And yes, idiot is idiot

Now let’s look at what that means for a minute. What are the market conditions for PFI, for example? I would suggest that the clearest indicator is that when valuing the future net earnings due from these contracts (which is the only reasonable way in which such value might be determined) the appropriate discount rate to be used should be that implicit in the original PFI contract. After all, that would be reasonable; this is what can be called an ‘arm’s length term’ i.e one set by independent contracting parties that was thought fair.

These discount rates (which effectively set the rate of return in the contract) were often quite high because it was supposed that quite large amounts of risk were transferred to the private sector when these contracts were issued (even though this rarely seems to have been the case in practice). This risk transfer was, after all, the whole reason for PFI and formed the supposed justification for the higher returns payable under this scheme than the equivalent government debt would cost. Given that this risk must still exist, because it would be unreasonable to presume they disappear when the contract was signed , then I think this argument can hold true. And it is this risk factor that should equate why, in a rational market, the higher return on PFI produces a yield that is no more attractive, despite that higher sums apparently earned, than is payable on government bonds, with which John McDonnell is proposing that the contracts be bought out.
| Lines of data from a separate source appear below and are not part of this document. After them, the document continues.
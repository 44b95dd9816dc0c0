//! Reading and writing the runtime config file

use anyhow::{Context, Result};
use std::path::Path;

use super::RuntimeConfig;

/// LAME bitrates the MP3 writer can be configured with, in kbps
const MP3_BITRATES: [u32; 4] = [128, 192, 256, 320];

impl RuntimeConfig {
    /// Load the config at `path`
    ///
    /// Never fails: a missing file gives the defaults, and an unreadable or
    /// malformed one is logged and also gives the defaults. Values read from
    /// disk are clamped into ranges the engines and encoders accept.
    pub fn load(path: &Path) -> Self {
        let contents = match std::fs::read_to_string(path) {
            Ok(contents) => contents,
            Err(e) if e.kind() == std::io::ErrorKind::NotFound => {
                log::debug!("No config at {:?}, using defaults", path);
                return Self::default();
            }
            Err(e) => {
                log::warn!("Cannot read config {:?}: {}, using defaults", path, e);
                return Self::default();
            }
        };

        let mut config = match serde_yaml::from_str::<Self>(&contents) {
            Ok(config) => config,
            Err(e) => {
                log::warn!("Invalid config {:?}: {}, using defaults", path, e);
                return Self::default();
            }
        };
        config.sanitize();
        log::info!("Loaded config {:?}", path);
        config
    }

    /// Write the config as YAML, creating parent directories
    pub fn save(&self, path: &Path) -> Result<()> {
        if let Some(parent) = path.parent() {
            std::fs::create_dir_all(parent)
                .with_context(|| format!("cannot create config directory {:?}", parent))?;
        }
        let yaml = serde_yaml::to_string(self).context("cannot serialize config")?;
        std::fs::write(path, yaml).with_context(|| format!("cannot write config {:?}", path))?;
        log::info!("Saved config {:?}", path);
        Ok(())
    }

    fn sanitize(&mut self) {
        let before = self.engine.clone();
        self.engine.validate();
        if self.engine != before {
            log::warn!("Engine config clamped from {:?} to {:?}", before, self.engine);
        }

        let requested = self.encode.mp3_bitrate_kbps;
        let bitrate = MP3_BITRATES
            .into_iter()
            .find(|&rate| rate >= requested)
            .unwrap_or(MP3_BITRATES[MP3_BITRATES.len() - 1]);
        if bitrate != requested {
            log::warn!("MP3 bitrate {} kbps rounded to {} kbps", requested, bitrate);
            self.encode.mp3_bitrate_kbps = bitrate;
        }
    }
}

#[cfg(test)]
mod tests {
    use super::*;
    use crate::engine::PlatformClass;

    #[test]
    fn test_missing_file_gives_defaults() {
        let config = RuntimeConfig::load(Path::new("/nonexistent/stemkit/config.yaml"));
        assert_eq!(config, RuntimeConfig::default());
    }

    #[test]
    fn test_invalid_yaml_gives_defaults() {
        let dir = tempfile::tempdir().unwrap();
        let path = dir.path().join("config.yaml");
        std::fs::write(&path, "engine: [this is not a map").unwrap();

        assert_eq!(RuntimeConfig::load(&path), RuntimeConfig::default());
    }

    #[test]
    fn test_save_then_load() {
        let dir = tempfile::tempdir().unwrap();
        let path = dir.path().join("nested").join("config.yaml");

        let mut config = RuntimeConfig::default();
        config.engine.chunk_size = 131_072;
        config.platform = Some(PlatformClass::Android);
        config.encode.mp3_bitrate_kbps = 192;

        config.save(&path).unwrap();
        assert_eq!(RuntimeConfig::load(&path), config);
    }

    #[test]
    fn test_partial_file_fills_defaults() {
        let dir = tempfile::tempdir().unwrap();
        let path = dir.path().join("config.yaml");
        std::fs::write(&path, "engine:\n  overlap: 4\n").unwrap();

        let config = RuntimeConfig::load(&path);
        assert_eq!(config.engine.overlap, 4);
        assert_eq!(config.engine.sample_rate, 44_100);
    }

    #[test]
    fn test_loaded_values_are_clamped() {
        let dir = tempfile::tempdir().unwrap();
        let path = dir.path().join("config.yaml");
        std::fs::write(
            &path,
            "engine:\n  chunk_size: 16\n  overlap: 0\nencode:\n  mp3_bitrate_kbps: 200\n",
        )
        .unwrap();

        let config = RuntimeConfig::load(&path);
        assert_eq!(config.engine.chunk_size, 1024);
        assert_eq!(config.engine.overlap, 1);
        assert_eq!(config.encode.mp3_bitrate_kbps, 256);
    }

    #[test]
    fn test_oversized_bitrate_caps_at_320() {
        let mut config = RuntimeConfig::default();
        config.encode.mp3_bitrate_kbps = 999;
        config.sanitize();
        assert_eq!(config.encode.mp3_bitrate_kbps, 320);
    }
}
Well, no. Because a PFI contract comes in two parts.

Building something and then maintaining it.

The building it is the risky part, once it has been built it’s less risky. That initial discount rate will cover the risks of both parts of the contract.


9 thoughts on “And yes, idiot is idiot”

  1. TUT, that was so last week. Can’t you keep up with Snippa’s quasi-intellectual dance through the world of ideas that only he is clever enough to think?

  2. When I were a working lad I had to do with people in government about buildings and contracts and all that. They never ever wanted to know about maintenance repair and all that of the future. They wanted their nice new building and now or soonest. If I tried to explain future costs and how they might be met I was lucky to escape being put in a sack and dropped in the river.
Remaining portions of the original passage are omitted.